A lot of people involved from many regions but they unlocked undeniable chemistry as Marlon underwent a transformation of his own. “I became a farm boy really quickly,” he chuckles. “I stayed on the ranch with Kacy’s family, and we had a power outage trying to chop wood. It was below 20 degrees and gave me a total shock! I completely jumped in their world. We found a dynamic that worked well, because we all love old Bob Dylan and Merle Haggard and have the same sense of humor. We’re kindred spirits.”

The first single “I Wonder Why” pairs creaky guitar and airy slide with a fluttering hook, “You’re fooling ‘round with my heart. I wonder why.”

Similarities between Williams and Kacy & Clayton are to find in the share of common fondness for the tones and sensibilities of certain country and folk records. According to Clayton on cultural perspective there’s not much difference between the both of them either as they both live in lands that where colonized by the same crown, although they would love to visit this part of the word and get a better sense of it. Differences between to both Clayton mainly sees in the recording process. He thinks Marlon is more accustomed to working songs out in the studio where Kacy & Clayton intent to work things out before the recording stage. 
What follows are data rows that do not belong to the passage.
//! The story image: a bounds-checked, write-protected byte buffer.
//!
//! Memory is divided into three regions. Dynamic memory `[0, static_base)`
//! is writable by the running story; static memory `[static_base,
//! high_base)` is read-only; high memory holds routines and packed strings
//! and is only reached through packed addresses. Every store primitive
//! enforces the dynamic boundary.

use crate::alphabet::AlphabetSet;
use crate::error::{Error, Result};
use crate::header::{
    Header, FLAGS2_PRESERVED_MASK, H_CHECKSUM, H_FLAGS1, H_FLAGS2, H_INTERPRETER_NUMBER,
    H_INTERPRETER_VERSION, H_SCREEN_COLUMNS, H_SCREEN_LINES, HX_UNICODE_TABLE,
};
use crate::screen::ScreenCapabilities;
use crate::util::{bytes_from_word, word_from_bytes};
use log::{debug, warn};

/// Default ZSCII 155..=223 to Unicode mapping (Standard 1.1 table 1).
const DEFAULT_UNICODE: [char; 69] = [
    'ä', 'ö', 'ü', 'Ä', 'Ö', 'Ü', 'ß', '»', '«', 'ë', 'ï', 'ÿ', 'Ë', 'Ï', 'á', 'é', 'í', 'ó', 'ú',
    'ý', 'Á', 'É', 'Í', 'Ó', 'Ú', 'Ý', 'à', 'è', 'ì', 'ò', 'ù', 'À', 'È', 'Ì', 'Ò', 'Ù', 'â', 'ê',
    'î', 'ô', 'û', 'Â', 'Ê', 'Î', 'Ô', 'Û', 'å', 'Å', 'ø', 'Ø', 'ã', 'ñ', 'õ', 'Ã', 'Ñ', 'Õ', 'æ',
    'Æ', 'ç', 'Ç', 'þ', 'ð', 'Þ', 'Ð', '£', 'œ', 'Œ', '¡', '¿',
];

#[derive(Debug, Clone, Copy, PartialEq, Eq)]
pub enum Region {
    Dynamic,
    Static,
    High,
}

/// Which kind of object a packed address refers to; V6-7 apply different
/// offsets to each.
#[derive(Debug, Clone, Copy, PartialEq, Eq)]
pub enum PackedKind {
    Routine,
    ZString,
}

pub struct Memory {
    bytes: Vec<u8>,
    /// Pristine copy of the story, for restart and CMem compression.
    original: Vec<u8>,
    pub header: Header,
    alphabets: AlphabetSet,
    unicode_table: Vec<char>,
}

impl Memory {
    pub fn from_story(bytes: Vec<u8>) -> Result<Memory> {
        let header = Header::parse(&bytes)?;

        let alphabets = if header.alphabet_table != 0 {
            AlphabetSet::from_table(&bytes[header.alphabet_table..header.alphabet_table + 78])?
        } else {
            AlphabetSet::default_for_version(header.version)
        };

        let unicode_table = Self::load_unicode_table(&bytes, &header)?;

        let original = bytes.clone();
        Ok(Memory {
            bytes,
            original,
            header,
            alphabets,
            unicode_table,
        })
    }

    fn load_unicode_table(bytes: &[u8], header: &Header) -> Result<Vec<char>> {
        if header.extension_table == 0 {
            return Ok(DEFAULT_UNICODE.to_vec());
        }
        let ext = header.extension_table;
        let ext_words = word_from_bytes(bytes[ext], bytes[ext + 1]) as usize;
        if ext_words < HX_UNICODE_TABLE {
            return Ok(DEFAULT_UNICODE.to_vec());
        }
        let slot = ext + HX_UNICODE_TABLE * 2;
        if slot + 1 >= bytes.len() {
            return Err(Error::Load(format!(
                "header extension at {ext:#06x} lists words beyond the image"
            )));
        }
        let table_addr = word_from_bytes(bytes[slot], bytes[slot + 1]) as usize;
        if table_addr == 0 {
            return Ok(DEFAULT_UNICODE.to_vec());
        }
        if table_addr >= bytes.len() {
            return Err(Error::Load(format!(
                "unicode translation table at {table_addr:#06x} out of bounds"
            )));
        }
        let count = bytes[table_addr] as usize;
        if table_addr + 1 + count * 2 > bytes.len() {
            return Err(Error::Load(format!(
                "unicode translation table at {table_addr:#06x} not fully readable"
            )));
        }
        let mut table = Vec::with_capacity(count);
        for i in 0..count {
            let cp = word_from_bytes(bytes[table_addr + 1 + i * 2], bytes[table_addr + 2 + i * 2]);
            table.push(char::from_u32(cp as u32).unwrap_or('?'));
        }
        Ok(table)
    }

    pub fn len(&self) -> usize {
        self.bytes.len()
    }

    pub fn is_empty(&self) -> bool {
        self.bytes.is_empty()
    }

    pub fn version(&self) -> u8 {
        self.header.version
    }

    pub fn alphabets(&self) -> &AlphabetSet {
        &self.alphabets
    }

    pub fn region(&self, addr: usize) -> Region {
        if addr < self.header.static_base {
            Region::Dynamic
        } else if addr < self.header.high_base {
            Region::Static
        } else {
            Region::High
        }
    }

    // ------------------------------------------------------------------
    // Read primitives
    // ------------------------------------------------------------------

    pub fn get_byte(&self, addr: usize) -> Result<u8> {
        self.bytes
            .get(addr)
            .copied()
            .ok_or(Error::Bounds(addr))
    }

    pub fn get_word(&self, addr: usize) -> Result<u16> {
        if addr + 1 >= self.bytes.len() {
            return Err(Error::Bounds(addr));
        }
        Ok(word_from_bytes(self.bytes[addr], self.bytes[addr + 1]))
    }

    pub fn get_bytes(&self, addr: usize, len: usize) -> Result<&[u8]> {
        self.bytes
            .get(addr..addr + len)
            .ok_or(Error::Bounds(addr + len))
    }

    // ------------------------------------------------------------------
    // Write primitives (dynamic memory only)
    // ------------------------------------------------------------------

    fn check_writable(&self, addr: usize) -> Result<()> {
        if addr >= self.bytes.len() {
            return Err(Error::Bounds(addr));
        }
        if addr >= self.header.static_base {
            return Err(Error::Protection(addr));
        }
        Ok(())
    }

    pub fn set_byte(&mut self, addr: usize, value: u8) -> Result<()> {
        self.check_writable(addr)?;
        self.bytes[addr] = value;
        Ok(())
    }

    pub fn set_word(&mut self, addr: usize, value: u16) -> Result<()> {
        self.check_writable(addr)?;
        self.check_writable(addr + 1)?;
        let (high, low) = bytes_from_word(value);
        self.bytes[addr] = high;
        self.bytes[addr + 1] = low;
        Ok(())
    }

    pub fn set_bytes(&mut self, addr: usize, buf: &[u8]) -> Result<()> {
        if buf.is_empty() {
            return Ok(());
        }
        self.check_writable(addr)?;
        self.check_writable(addr + buf.len() - 1)?;
        self.bytes[addr..addr + buf.len()].copy_from_slice(buf);
        Ok(())
    }

    /// Copy `len` bytes from `src` to `dst`, correctly for overlapping
    /// ranges. Every target byte must lie in dynamic memory.
    pub fn copy_block(&mut self, src: usize, dst: usize, len: usize) -> Result<()> {
        if len == 0 {
            return Ok(());
        }
        if src + len > self.bytes.len() {
            return Err(Error::Bounds(src + len - 1));
        }
        self.check_writable(dst)?;
        self.check_writable(dst + len - 1)?;
        self.bytes.copy_within(src..src + len, dst);
        Ok(())
    }

    /// Zero `len` bytes starting at `dst` (the `copy_table` dst=0 case).
    pub fn zero_block(&mut self, dst: usize, len: usize) -> Result<()> {
        if len == 0 {
            return Ok(());
        }
        self.check_writable(dst)?;
        self.check_writable(dst + len - 1)?;
        self.bytes[dst..dst + len].fill(0);
        Ok(())
    }

    // ------------------------------------------------------------------
    // Z-string fetch (raw words; decoding lives in the text codec)
    // ------------------------------------------------------------------

    /// Raw Z-string words at `addr`, up to and including the terminator
    /// word (high bit set).
    pub fn get_z_string(&self, addr: usize) -> Result<Vec<u16>> {
        let mut words = Vec::new();
        let mut a = addr;
        loop {
            let w = self.get_word(a)?;
            words.push(w);
            a += 2;
            if w & 0x8000 != 0 {
                return Ok(words);
            }
            if words.len() > 0x2000 {
                return Err(Error::Bounds(a));
            }
        }
    }

    /// Length-prefixed Z-string: a word count byte followed by that many
    /// words (object short names use this shape).
    pub fn get_len_z_string(&self, addr: usize) -> Result<Vec<u16>> {
        let count = self.get_byte(addr)? as usize;
        let mut words = Vec::with_capacity(count);
        for i in 0..count {
            words.push(self.get_word(addr + 1 + i * 2)?);
        }
        Ok(words)
    }

    // ------------------------------------------------------------------
    // Packed addresses
    // ------------------------------------------------------------------

    fn packed_multiplier(&self) -> usize {
        match self.header.version {
            1..=3 => 2,
            4..=7 => 4,
            _ => 8,
        }
    }

    fn packed_offset(&self, kind: PackedKind) -> usize {
        if (6..=7).contains(&self.header.version) {
            8 * match kind {
                PackedKind::Routine => self.header.routines_offset,
                PackedKind::ZString => self.header.strings_offset,
            }
        } else {
            0
        }
    }

    pub fn packed_to_byte(&self, packed: u16, kind: PackedKind) -> usize {
        packed as usize * self.packed_multiplier() + self.packed_offset(kind)
    }

    pub fn is_aligned(&self, addr: usize, kind: PackedKind) -> bool {
        let offset = self.packed_offset(kind);
        addr >= offset && (addr - offset) % self.packed_multiplier() == 0
    }

    pub fn byte_to_packed(&self, addr: usize, kind: PackedKind) -> Result<u16> {
        if !self.is_aligned(addr, kind) {
            return Err(Error::Alignment(addr));
        }
        let packed = (addr - self.packed_offset(kind)) / self.packed_multiplier();
        if packed > 0xFFFF {
            return Err(Error::Alignment(addr));
        }
        Ok(packed as u16)
    }

    /// Check that `addr` can be the start of a routine: aligned, in static
    /// or high memory, locals count in range, and (V<=4) all initial-value
    /// words readable. Returns the locals count.
    pub fn validate_routine_header(&self, addr: usize) -> Result<u8> {
        if !self.is_aligned(addr, PackedKind::Routine) {
            return Err(Error::Alignment(addr));
        }
        if addr < self.header.static_base {
            return Err(Error::Alignment(addr));
        }
        let locals = self.get_byte(addr)?;
        if locals > 15 {
            return Err(Error::Alignment(addr));
        }
        if self.header.version <= 4 {
            // Initial-value words must be addressable.
            self.get_bytes(addr + 1, locals as usize * 2)?;
        }
        Ok(locals)
    }

    // ------------------------------------------------------------------
    // ZSCII
    // ------------------------------------------------------------------

    pub fn zscii_to_unicode(&self, z: u16) -> Option<char> {
        match z {
            0 => None,
            13 => Some('\n'),
            32..=126 => Some(z as u8 as char),
            155..=251 => {
                let index = (z - 155) as usize;
                Some(*self.unicode_table.get(index).unwrap_or(&'?'))
            }
            _ => {
                debug!("unprintable ZSCII code {z}");
                Some('?')
            }
        }
    }

    /// Inverse mapping used when encoding keyboard input and stream-3
    /// tables. Unrepresentable characters become `?`.
    pub fn unicode_to_zscii(&self, ch: char) -> u8 {
        match ch {
            '\n' | '\r' => 13,
            c if (c as u32) >= 32 && (c as u32) <= 126 => c as u8,
            c => match self.unicode_table.iter().position(|&u| u == c) {
                Some(i) => (155 + i) as u8,
                None => b'?',
            },
        }
    }

    // ------------------------------------------------------------------
    // Whole-image operations
    // ------------------------------------------------------------------

    /// Sum of bytes `[0x40, file_length)` mod 0x10000, the `verify`
    /// checksum.
    pub fn compute_checksum(&self) -> u16 {
        let end = self.header.file_length.min(self.original.len());
        self.original[0x40..end]
            .iter()
            .fold(0u16, |sum, &b| sum.wrapping_add(b as u16))
    }

    pub fn verify(&self) -> bool {
        let computed = self.compute_checksum();
        if computed != self.header.checksum {
            warn!(
                "checksum mismatch: header {:#06x}, computed {computed:#06x}",
                self.header.checksum
            );
        }
        computed == self.header.checksum
    }

    pub fn dynamic_len(&self) -> usize {
        self.header.static_base
    }

    pub fn dynamic_slice(&self) -> &[u8] {
        &self.bytes[..self.header.static_base]
    }

    pub fn original_dynamic(&self) -> &[u8] {
        &self.original[..self.header.static_base]
    }

    /// Replace dynamic memory wholesale (restore path), preserving the
    /// Flags2 bits the Standard says survive.
    pub fn restore_dynamic(&mut self, dynamic: &[u8]) -> Result<()> {
        if dynamic.len() != self.header.static_base {
            return Err(Error::Load(format!(
                "dynamic snapshot is {} bytes, story expects {}",
                dynamic.len(),
                self.header.static_base
            )));
        }
        let preserved = self.get_word(H_FLAGS2)? & FLAGS2_PRESERVED_MASK;
        self.bytes[..dynamic.len()].copy_from_slice(dynamic);
        let flags2 = (word_from_bytes(self.bytes[H_FLAGS2], self.bytes[H_FLAGS2 + 1])
            & !FLAGS2_PRESERVED_MASK)
            | preserved;
        let (high, low) = bytes_from_word(flags2);
        self.bytes[H_FLAGS2] = high;
        self.bytes[H_FLAGS2 + 1] = low;
        Ok(())
    }

    /// Reset dynamic memory from the pristine story (restart path).
    pub fn reset_dynamic(&mut self) -> Result<()> {
        let original = self.original[..self.header.static_base].to_vec();
        self.restore_dynamic(&original)
    }

    /// Record what this interpreter can do in the header, as the Standard
    /// obliges on load and after restart/restore. Header bytes are
    /// interpreter territory, so this bypasses write protection.
    pub fn apply_capabilities(&mut self, caps: &ScreenCapabilities) {
        let v = self.header.version;
        let mut flags1 = self.bytes[H_FLAGS1];
        if v <= 3 {
            // Bit 4 set means "status line NOT available".
            if caps.has_display_status_bar {
                flags1 &= !0x10;
            } else {
                flags1 |= 0x10;
            }
            if caps.has_split_window {
                flags1 |= 0x20;
            } else {
                flags1 &= !0x20;
            }
        } else {
            flags1 = 0;
            if caps.has_colors && v >= 5 {
                flags1 |= 0x01;
            }
            if caps.has_bold {
                flags1 |= 0x04;
            }
            if caps.has_italic {
                flags1 |= 0x08;
            }
            if caps.has_fixed_pitch {
                flags1 |= 0x10;
            }
            if caps.has_timed_keyboard_input {
                flags1 |= 0x80;
            }
        }
        self.bytes[H_FLAGS1] = flags1;
        self.bytes[H_INTERPRETER_NUMBER] = 6; // "IBM PC" is the conventional answer
        self.bytes[H_INTERPRETER_VERSION] = b'B';
        self.bytes[H_SCREEN_LINES] = caps.screen_lines;
        self.bytes[H_SCREEN_COLUMNS] = caps.screen_columns;
    }

    /// Checksum in the header, needed by the Quetzal IFhd chunk.
    pub fn header_checksum(&self) -> u16 {
        word_from_bytes(self.original[H_CHECKSUM], self.original[H_CHECKSUM + 1])
    }
}
//! The screen collaborator: everything the core asks of a rendering host.
//!
//! The core never draws; it forwards windowing, cursor, style and colour
//! requests through this trait and asks once at start-up what the host
//! can actually do (the answers are reflected into the story header).
//! Implementations are expected to swallow their own I/O problems; a
//! broken terminal must not halt the virtual machine.

use log::debug;

/// Styles passed to `set_text_style`, combinable as a bitmask. Roman is
/// the absence of the others.
pub const STYLE_ROMAN: u16 = 0;
pub const STYLE_REVERSE_VIDEO: u16 = 1;
pub const STYLE_BOLD: u16 = 2;
pub const STYLE_ITALIC: u16 = 4;
pub const STYLE_FIXED_PITCH: u16 = 8;

/// The colour palette shared by `set_text_colors`.
#[derive(Debug, Clone, Copy, PartialEq, Eq)]
pub enum ZColor {
    Current,
    Default,
    Black,
    Red,
    Green,
    Yellow,
    Blue,
    Magenta,
    Cyan,
    White,
    Gray,
}

impl ZColor {
    pub fn from_code(code: u16) -> Option<ZColor> {
        Some(match code {
            0 => ZColor::Current,
            1 => ZColor::Default,
            2 => ZColor::Black,
            3 => ZColor::Red,
            4 => ZColor::Green,
            5 => ZColor::Yellow,
            6 => ZColor::Blue,
            7 => ZColor::Magenta,
            8 => ZColor::Cyan,
            9 => ZColor::White,
            10 => ZColor::Gray,
            _ => return None,
        })
    }
}

/// What a host can do, queried once and asserted into the header.
#[derive(Debug, Clone)]
pub struct ScreenCapabilities {
    pub has_colors: bool,
    pub has_bold: bool,
    pub has_italic: bool,
    pub has_reverse_video: bool,
    pub has_fixed_pitch: bool,
    pub has_split_window: bool,
    pub has_display_status_bar: bool,
    pub has_pictures: bool,
    pub has_sound: bool,
    pub has_timed_keyboard_input: bool,
    pub screen_lines: u8,
    pub screen_columns: u8,
}

impl Default for ScreenCapabilities {
    fn default() -> Self {
        ScreenCapabilities {
            has_colors: false,
            has_bold: false,
            has_italic: false,
            has_reverse_video: false,
            has_fixed_pitch: true,
            has_split_window: false,
            has_display_status_bar: true,
            has_pictures: false,
            has_sound: false,
            has_timed_keyboard_input: false,
            screen_lines: 24,
            screen_columns: 80,
        }
    }
}

pub trait Screen {
    /// Buffered text for the active window.
    fn print(&mut self, text: &str);

    fn split_window(&mut self, lines: u16);
    fn set_window(&mut self, window: u16);
    /// -1 erases the whole screen and unsplits; -2 erases without
    /// unsplitting; 0/1 erase one window.
    fn erase_window(&mut self, window: i16);
    fn erase_line(&mut self);

    fn set_cursor(&mut self, line: u16, column: u16, window: u16);
    fn get_cursor(&mut self, window: u16) -> (u16, u16);
    fn show_cursor(&mut self) {}
    fn hide_cursor(&mut self) {}

    fn set_text_style(&mut self, style: u16);
    fn set_text_colors(&mut self, window: u16, foreground: ZColor, background: ZColor);
    fn buffer_mode(&mut self, buffered: bool);

    /// Notification that the story selected or deselected an output or
    /// input stream (memory redirection is the core's business and never
    /// arrives here).
    fn output_stream(&mut self, stream: i16) {
        debug!("output stream {stream} selected");
    }
    fn input_stream(&mut self, stream: u16) {
        debug!("input stream {stream} selected");
    }

    /// V1-3 status line. `v1`/`v2` are score/moves, or hours/minutes when
    /// `time_mode` is set.
    fn update_status_bar(&mut self, location: &str, v1: i16, v2: u16, time_mode: bool);

    /// Echo of completed line input (hosts that echo as the user types
    /// may ignore this).
    fn echo_input(&mut self, text: &str) {
        self.print(text);
    }

    fn capabilities(&self) -> ScreenCapabilities;
}

/// Discards everything. Useful for headless execution and the parts of
/// the test suite that do not care about output.
#[derive(Default)]
pub struct NullScreen;

impl Screen for NullScreen {
    fn print(&mut self, _text: &str) {}
    fn split_window(&mut self, _lines: u16) {}
    fn set_window(&mut self, _window: u16) {}
    fn erase_window(&mut self, _window: i16) {}
    fn erase_line(&mut self) {}
    fn set_cursor(&mut self, _line: u16, _column: u16, _window: u16) {}
    fn get_cursor(&mut self, _window: u16) -> (u16, u16) {
        (1, 1)
    }
    fn set_text_style(&mut self, _style: u16) {}
    fn set_text_colors(&mut self, _window: u16, _fg: ZColor, _bg: ZColor) {}
    fn buffer_mode(&mut self, _buffered: bool) {}
    fn update_status_bar(&mut self, _location: &str, _v1: i16, _v2: u16, _time_mode: bool) {}
    fn capabilities(&self) -> ScreenCapabilities {
        ScreenCapabilities::default()
    }
}

/// Captures printed text and the call log, for assertions in tests.
/// Clones share state, so a test can keep a handle while the interpreter
/// owns the screen.
#[derive(Default)]
struct CaptureState {
    output: String,
    status_line: Option<(String, i16, u16, bool)>,
    calls: Vec<String>,
}

#[derive(Clone, Default)]
pub struct CaptureScreen {
    state: std::rc::Rc<std::cell::RefCell<CaptureState>>,
}

impl CaptureScreen {
    pub fn new() -> CaptureScreen {
        CaptureScreen::default()
    }

    pub fn output(&self) -> String {
        self.state.borrow().output.clone()
    }

    pub fn take_output(&self) -> String {
        std::mem::take(&mut self.state.borrow_mut().output)
    }

    pub fn calls(&self) -> Vec<String> {
        self.state.borrow().calls.clone()
    }

    pub fn status_line(&self) -> Option<(String, i16, u16, bool)> {
        self.state.borrow().status_line.clone()
    }
}

impl Screen for CaptureScreen {
    fn print(&mut self, text: &str) {
        self.state.borrow_mut().output.push_str(text);
    }
    fn split_window(&mut self, lines: u16) {
        self.state.borrow_mut().calls.push(format!("split_window({lines})"));
    }
    fn set_window(&mut self, window: u16) {
        self.state.borrow_mut().calls.push(format!("set_window({window})"));
    }
    fn erase_window(&mut self, window: i16) {
        self.state.borrow_mut().calls.push(format!("erase_window({window})"));
    }
    fn erase_line(&mut self) {
        self.state.borrow_mut().calls.push("erase_line".into());
    }
    fn set_cursor(&mut self, line: u16, column: u16, window: u16) {
        self.state
            .borrow_mut()
            .calls
            .push(format!("set_cursor({line},{column},{window})"));
    }
    fn get_cursor(&mut self, _window: u16) -> (u16, u16) {
        (1, 1)
    }
    fn set_text_style(&mut self, style: u16) {
        self.state.borrow_mut().calls.push(format!("set_text_style({style})"));
    }
    fn set_text_colors(&mut self, window: u16, fg: ZColor, bg: ZColor) {
        self.state
            .borrow_mut()
            .calls
            .push(format!("set_text_colors({window},{fg:?},{bg:?})"));
    }
    fn buffer_mode(&mut self, buffered: bool) {
        self.state.borrow_mut().calls.push(format!("buffer_mode({buffered})"));
    }
    fn update_status_bar(&mut self, location: &str, v1: i16, v2: u16, time_mode: bool) {
        self.state.borrow_mut().status_line = Some((location.to_string(), v1, v2, time_mode));
    }
    fn capabilities(&self) -> ScreenCapabilities {
        ScreenCapabilities {
            has_split_window: true,
            has_timed_keyboard_input: true,
            ..ScreenCapabilities::default()
        }
    }
}

/// Plain stdout sink used by the bundled command-line driver. Windowing
/// and cursor control degrade to nothing; text and the status line go to
/// the terminal as-is.
#[derive(Default)]
pub struct StdoutScreen;

impl Screen for StdoutScreen {
    fn print(&mut self, text: &str) {
        use std::io::Write;
        print!("{text}");
        std::io::stdout().flush().ok();
    }
    fn split_window(&mut self, _lines: u16) {}
    fn set_window(&mut self, _window: u16) {}
    fn erase_window(&mut self, _window: i16) {}
    fn erase_line(&mut self) {}
    fn set_cursor(&mut self, _line: u16, _column: u16, _window: u16) {}
    fn get_cursor(&mut self, _window: u16) -> (u16, u16) {
        (1, 1)
    }
    fn set_text_style(&mut self, _style: u16) {}
    fn set_text_colors(&mut self, _window: u16, _fg: ZColor, _bg: ZColor) {}
    fn buffer_mode(&mut self, _buffered: bool) {}
    fn update_status_bar(&mut self, location: &str, v1: i16, v2: u16, time_mode: bool) {
        if time_mode {
            println!("[{location}  {v1:02}:{v2:02}]");
        } else {
            println!("[{location}  score {v1}, moves {v2}]");
        }
    }
    fn echo_input(&mut self, _text: &str) {
        // The terminal already echoed what the user typed.
    }
    fn capabilities(&self) -> ScreenCapabilities {
        ScreenCapabilities::default()
    }
}
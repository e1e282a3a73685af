//! Input suspension state.
//!
//! The read opcodes cannot complete inside the execution loop; they
//! record what they need here, the loop reports `AwaitingInput`, and the
//! host answers with `resume_with_input` / `resume_with_char`. For V4+
//! timed reads the host is expected to call `handle_timer_tick` every
//! `time` tenths of a second until the read completes or aborts.

/// A pending request for user input.
#[derive(Debug, Clone, PartialEq, Eq)]
pub enum InputRequest {
    /// `read`: a whole line into `text_buffer`, optionally tokenised into
    /// `parse_buffer`.
    Line {
        text_buffer: usize,
        /// 0 when the story asked for no tokenisation (V5+).
        parse_buffer: usize,
        /// Maximum letters the buffer can hold.
        max_length: usize,
        /// Text already in the buffer that input continues (V5+).
        preloaded: String,
        /// Tenths of a second between timer callbacks; 0 = untimed.
        time: u16,
        /// Packed address of the timer routine.
        routine: u16,
        /// Where the terminator is stored on completion (V5+).
        store_var: Option<u8>,
    },
    /// `read_char`: a single keypress.
    Char {
        time: u16,
        routine: u16,
        store_var: u8,
    },
}

impl InputRequest {
    pub fn is_line(&self) -> bool {
        matches!(self, InputRequest::Line { .. })
    }

    /// Timer parameters when this read is timed.
    pub fn timer(&self) -> Option<(u16, u16)> {
        match *self {
            InputRequest::Line { time, routine, .. } | InputRequest::Char { time, routine, .. }
                if time > 0 && routine != 0 =>
            {
                Some((time, routine))
            }
            _ => None,
        }
    }
}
The connection between the three of them resulted in Plastic Bouquet, a record with eleven songs that see the light today: December 11th 2020. 

“Arahura” directly reflects Marlon’s roots as it “brings the South to the North” with a Pacific harmonic sensibility, ethereal melody, and slow burning soundscape. “Arahura is a river in New Zealand,” he says. “There were a lot of wars fought over Pounamu (greenstone). So, the song takes the perspective of the river. I’m wondering why silly humans are fighting over rocks when there are so many at the bottom. This was a chance for us to tell a Pacific story on the album. It’s a special one.” The bluegrass sway of the title track offsets a sunny singalong with a somber recollection, “He was a good kid, that’s what they say, on the cross by the highway, with a plastic bouquet.”

Williams' otherworldly croon leads the way, blending beautifully with Kacy Anderson's voice in a winning combination of diverse talents.